Records supplied: Begin

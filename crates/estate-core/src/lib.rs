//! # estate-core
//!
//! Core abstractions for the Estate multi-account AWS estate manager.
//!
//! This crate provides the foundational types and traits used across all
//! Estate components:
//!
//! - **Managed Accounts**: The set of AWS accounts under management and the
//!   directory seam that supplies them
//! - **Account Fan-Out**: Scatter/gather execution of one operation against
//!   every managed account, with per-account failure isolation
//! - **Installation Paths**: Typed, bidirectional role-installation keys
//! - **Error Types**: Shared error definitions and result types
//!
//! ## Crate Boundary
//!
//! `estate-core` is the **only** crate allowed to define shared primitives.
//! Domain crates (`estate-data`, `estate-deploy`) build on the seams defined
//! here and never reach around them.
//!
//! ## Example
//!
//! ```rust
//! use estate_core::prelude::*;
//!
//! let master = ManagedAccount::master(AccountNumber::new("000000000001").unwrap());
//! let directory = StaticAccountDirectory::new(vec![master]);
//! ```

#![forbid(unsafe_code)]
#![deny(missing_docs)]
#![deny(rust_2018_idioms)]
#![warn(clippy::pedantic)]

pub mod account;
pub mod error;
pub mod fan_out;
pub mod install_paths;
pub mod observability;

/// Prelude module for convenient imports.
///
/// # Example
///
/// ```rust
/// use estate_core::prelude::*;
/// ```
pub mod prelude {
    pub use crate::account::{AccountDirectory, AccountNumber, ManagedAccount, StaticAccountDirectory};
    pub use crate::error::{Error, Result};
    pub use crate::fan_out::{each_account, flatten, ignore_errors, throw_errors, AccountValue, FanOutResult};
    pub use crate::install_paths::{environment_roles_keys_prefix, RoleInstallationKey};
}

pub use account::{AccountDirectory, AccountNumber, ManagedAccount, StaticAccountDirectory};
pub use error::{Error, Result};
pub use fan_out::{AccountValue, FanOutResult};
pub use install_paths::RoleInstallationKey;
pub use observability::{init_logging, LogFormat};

Records supplied: End

| Assignment |
Your response should be the lines above from the first to the one containing "per-account failure isolation", inclusive, each given exactly.

| Final answer |
filename crates/estate-core/src/lib.rs
//! # estate-core
//!
//! Core abstractions for the Estate multi-account AWS estate manager.
//!
//! This crate provides the foundational types and traits used across all
//! Estate components:
//!
//! - **Managed Accounts**: The set of AWS accounts under management and the
//!   directory seam that supplies them
//! - **Account Fan-Out**: Scatter/gather execution of one operation against
//!   every managed account, with per-account failure isolation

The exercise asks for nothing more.